Tracing Your Family History – #1 Getting Started

If you enjoy solving mysteries and are even somewhat interested in the early history of our country, then tracing your family history may be the right hobby for you.

But be forewarned: The voyage in which you are about to embark will be fun, educational, enlightening, time-consuming, bumpy, disappointing, frustrating, and joyous. Once you begin, there’s no turning back. You’ll be hooked–constantly driven by the need to know. The more you learn, the more you’ll want to learn. That’s perhaps a bit melodramatic; but any family historian will tell you that family history research consumes an enormous about of time, effort and, to some extent, money.

Part of it is the sheer numbers. Considering that we all have two parents, four grandparents, eight great-grandparents, etc., by the time we go back just 12 generations–about 300 years figuring 25 years per generation–we have 8,100 direct ancestors!

In the coming weeks, months and (I hope) years, this section will be devoted to family history research. We’ll start from the beginning, but I hope seasoned researchers will follow along, too, and even contribute. I’ll bring you up to date on what’s happened in the field recently and provide information on what’s coming up. Many excellent workshops are presented around the country and you’ll find out about them right here.

Let’s get some housekeeping out of the way first. Because we’re starting from the beginning, each post will be sort of a “lesson.” I recommend you either print or save each one because in later posts I may refer to something covered previously. I’m going to number each of these posts so they can be referred to by number.

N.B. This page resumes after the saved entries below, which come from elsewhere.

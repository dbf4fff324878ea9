use std::cmp::Ordering;
use std::collections::BinaryHeap;

use consensus_core::{ConsensusError, Envelope, MetaHeader, Node, NodeAlgorithm, Runtime, SlotId};
use rand::Rng;
use rand_chacha::ChaCha8Rng;
use tracing::{debug, info, warn};

use crate::report::RunReport;
use crate::restrictions::{self, TopologyRestriction};
use crate::topology::Topology;

/// How a link between two nodes behaves. `Reliable` never drops;
/// `DropRate(f)` drops a fraction `f` of messages (not alarms — alarms are
/// self-addressed and always fire), letting scenario tests model the
/// message-loss cases in the testable-properties scenarios without
/// special-casing the kernel.
#[derive(Debug, Clone, Copy)]
pub enum LinkFault {
    Reliable,
    DropRate(f64),
}

impl Default for LinkFault {
    fn default() -> Self {
        LinkFault::Reliable
    }
}

#[derive(Debug, Clone, Copy, PartialEq, Eq)]
enum EventKind {
    Message,
    Alarm,
}

struct Event<P> {
    tick: u64,
    seq: u64,
    target: SlotId,
    source: Option<SlotId>,
    kind: EventKind,
    envelope: Envelope<P>,
}

impl<P> PartialEq for Event<P> {
    fn eq(&self, other: &Self) -> bool {
        self.tick == other.tick && self.seq == other.seq
    }
}
impl<P> Eq for Event<P> {}

impl<P> PartialOrd for Event<P> {
    fn partial_cmp(&self, other: &Self) -> Option<Ordering> {
        Some(self.cmp(other))
    }
}

impl<P> Ord for Event<P> {
    // `BinaryHeap` is a max-heap; reversing the comparison makes the
    // earliest (tick, seq) pair the one popped first.
    fn cmp(&self, other: &Self) -> Ordering {
        other
            .tick
            .cmp(&self.tick)
            .then_with(|| other.seq.cmp(&self.seq))
    }
}

/// The mutable scheduling state a running handler can reach through
/// `Runtime`, split out from `nodes` so the kernel can hand a handler both
/// `&mut Node<A>` and `&mut dyn Runtime<P>` without aliasing the same
/// field twice (see `Kernel::dispatch`).
struct RuntimeCtx<'a, P> {
    topology: &'a Topology,
    tick: u64,
    next_seq: &'a mut u64,
    queue: &'a mut BinaryHeap<Event<P>>,
    link_fault: LinkFault,
    rng: &'a mut ChaCha8Rng,
    messages_sent: &'a mut u64,
    messages_dropped: &'a mut u64,
    alarms_set: &'a mut u64,
}

impl<'a, P: Clone + std::fmt::Debug> Runtime<P> for RuntimeCtx<'a, P> {
    fn current_tick(&self) -> u64 {
        self.tick
    }

    fn neighbor_slots(&self, of: SlotId) -> Vec<SlotId> {
        self.topology.neighbors(of).to_vec()
    }

    fn send(&mut self, from: SlotId, msg: Envelope<P>) {
        for target in msg.destination.targets() {
            if let LinkFault::DropRate(rate) = self.link_fault {
                if self.rng.gen::<f64>() < rate {
                    *self.messages_dropped += 1;
                    warn!(from, target, "message dropped by link fault policy");
                    continue;
                }
            }
            let seq = *self.next_seq;
            *self.next_seq += 1;
            *self.messages_sent += 1;
            self.queue.push(Event {
                tick: self.tick + 1,
                seq,
                target,
                source: Some(from),
                kind: EventKind::Message,
                envelope: Envelope {
                    data: msg.data.clone(),
                    source: Some(from),
                    destination: target.into(),
                    meta_header: msg.meta_header,
                },
            });
        }
    }

    fn set_alarm(&mut self, target: SlotId, delay_ticks: u64, msg: Envelope<P>) {
        let seq = *self.next_seq;
        *self.next_seq += 1;
        *self.alarms_set += 1;
        self.queue.push(Event {
            tick: self.tick + delay_ticks.max(1),
            seq,
            target,
            source: None,
            kind: EventKind::Alarm,
            envelope: msg,
        });
    }
}

/// The discrete-event host for a single run of algorithm `A`. Owns the
/// nodes and the topology they're connected over; everything else a
/// handler needs during dispatch is reached through a transient
/// [`RuntimeCtx`] built for the duration of that one call.
pub struct Kernel<A: NodeAlgorithm> {
    nodes: Vec<Node<A>>,
    topology: Topology,
    tick: u64,
    next_seq: u64,
    queue: BinaryHeap<Event<A::Payload>>,
    rng: ChaCha8Rng,
    link_fault: LinkFault,
    max_ticks: u64,
    messages_sent: u64,
    messages_dropped: u64,
    alarms_set: u64,
}

impl<A: NodeAlgorithm> Kernel<A> {
    pub fn new(
        topology: Topology,
        initial_status: impl Fn(SlotId) -> A::Status,
        rng: ChaCha8Rng,
        link_fault: LinkFault,
        max_ticks: u64,
    ) -> Self {
        let mut nodes = Vec::with_capacity(topology.node_count());
        for slot in 0..topology.node_count() {
            let mut node = Node::new(slot, topology.node_id(slot), initial_status(slot));
            for &peer in topology.neighbors(slot) {
                node.add_neighbor(peer);
            }
            nodes.push(node);
        }
        Self {
            nodes,
            topology,
            tick: 0,
            next_seq: 0,
            queue: BinaryHeap::new(),
            rng,
            link_fault,
            max_ticks,
            messages_sent: 0,
            messages_dropped: 0,
            alarms_set: 0,
        }
    }

    pub fn apply_restrictions(
        &self,
        restrictions: &[TopologyRestriction],
    ) -> Result<(), ConsensusError> {
        restrictions::check_all(&self.topology, self.link_fault, restrictions)
    }

    pub fn nodes(&self) -> &[Node<A>] {
        &self.nodes
    }

    /// Mutable node access for scenario setup — seeding `memory` fields
    /// (private keys, `m`/`n`, the commander's decision) between
    /// `Kernel::new` and `spontaneously_start`/`run`. The kernel itself
    /// never needs this; only callers assembling a run do.
    pub fn nodes_mut(&mut self) -> &mut [Node<A>] {
        &mut self.nodes
    }

    /// Pushes the initializing `Ini` envelope to `slot`'s inbox at tick 0,
    /// triggering `on_spontaneous` the first time the run loop advances.
    pub fn spontaneously_start(&mut self, slot: SlotId, seed: A::Payload) {
        let seq = self.next_seq;
        self.next_seq += 1;
        self.queue.push(Event {
            tick: 0,
            seq,
            target: slot,
            source: None,
            kind: EventKind::Message,
            envelope: Envelope {
                data: seed,
                source: None,
                destination: slot.into(),
                meta_header: Some(MetaHeader::Ini),
            },
        });
    }

    fn all_terminal(&self) -> bool {
        self.nodes.iter().all(|n| A::is_terminal(n.status))
    }

    /// Runs events until the queue drains or every node reaches a terminal
    /// status, whichever comes first, then returns a summary. Exceeding
    /// `max_ticks` without quiescing is reported, not treated as an error —
    /// a caller may legitimately want to inspect a stuck run. A handler
    /// returning `Err` is a protocol-invariant violation, not a recoverable
    /// local condition; it aborts the whole run immediately rather than
    /// leaving the offending node stuck and continuing everyone else.
    pub fn run(mut self) -> Result<RunReport, ConsensusError> {
        info!(nodes = self.nodes.len(), "starting run");
        while let Some(event) = self.queue.pop() {
            if event.tick > self.max_ticks {
                warn!(tick = event.tick, max_ticks = self.max_ticks, "run exceeded tick budget");
                break;
            }
            self.tick = event.tick;
            self.dispatch(event)?;
            if self.all_terminal() {
                break;
            }
        }
        let statuses: Vec<_> = self
            .nodes
            .iter()
            .map(|n| format!("{:?}", n.status))
            .collect();
        info!(ticks = self.tick, terminal = self.all_terminal(), "run finished");
        Ok(RunReport {
            ticks: self.tick,
            terminal: self.all_terminal(),
            final_statuses: statuses,
            messages_sent: self.messages_sent,
            messages_dropped: self.messages_dropped,
            alarms_set: self.alarms_set,
        })
    }

    fn dispatch(&mut self, event: Event<A::Payload>) -> Result<(), ConsensusError> {
        let tick = event.tick;
        // Destructuring through `&mut self` borrows each field independently,
        // so `nodes` and the rest of the scheduling state can be held mutably
        // at the same time without the borrow checker treating this as one
        // conflicting borrow of `self`.
        let Kernel {
            nodes,
            topology,
            next_seq,
            queue,
            link_fault,
            rng,
            messages_sent,
            messages_dropped,
            alarms_set,
            ..
        } = self;

        let node = nodes
            .get_mut(event.target)
            .ok_or(ConsensusError::UnknownNeighbor(event.target, event.target))?;

        let mut ctx = RuntimeCtx {
            topology: &*topology,
            tick,
            next_seq,
            queue,
            link_fault: *link_fault,
            rng,
            messages_sent,
            messages_dropped,
            alarms_set,
        };

        match (event.kind, event.envelope.meta_header) {
            (EventKind::Message, Some(MetaHeader::Ini)) => {
                debug!(slot = node.slot, "spontaneous start");
                A::on_spontaneous(node, &mut ctx)
            }
            (EventKind::Message, None) => {
                let source = event.source.ok_or(ConsensusError::UnexpectedMessage(node.slot))?;
                if let Some(id) = ctx.topology.node_ids().get(source).copied() {
                    node.learn_neighbor_id(source, id);
                }
                debug!(slot = node.slot, source, "message delivered");
                A::on_message(node, source, event.envelope.data, &mut ctx)
            }
            (EventKind::Alarm, _) => {
                debug!(slot = node.slot, "alarm fired");
                A::on_alarm(node, event.envelope.data, &mut ctx)
            }
        }
    }
}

I’ll try not to be preachy and teachy, but I will emphasize what you should do and should not do. I want you to get started properly and avoid making horrible mistakes in the beginning. I know a woman who spent 10 years researching and studying her family only to learn it was not her family! That’s an easy trap to fall into.

So let’s get started!

Many of the beginning books on family history will tell you to begin with what you know about your family. I’ll tell you that, too, but you should first get your record-keeping system in order so you have a place to properly record the data. Your system can be as simplified or as complicated as you want. There is no one “right” system for keeping records, but there are some key ingredients. The first is the Pedigree Chart, sometimes referred to as a Lineage Chart, or Family Tree.

The numbering system is important. For the first chart, which is called Chart 0, your name appears on line 1. Your father is on line 2, his father is on line 4, and his father is on line 8. This way anyone’s father is always twice his own number. Your mother is on line 3, her father is on line 6 and her mother is on line 7. Now anyone’s mother is twice his/her own number plus 1. While this may see confusing now, it will be extremely important as we move on. Notice there is no room on this chart for your spouse. This is only a chart of your ancestors. Your spouse would prepare a similar skeleton chart, put his/her name on line one and continue as above.

Beneath each person are the initials “b”, “m.”, and “d.” They stand for “birth date”, marriage date”, and “death date.”  This is the basic information we need for this chart. Data will be expanded on another form called the Family Group Sheet, which I’ll discuss in the next post.

Begin filling in this chart with what you know. Start with yourself and your parents, your grandparents, and so on.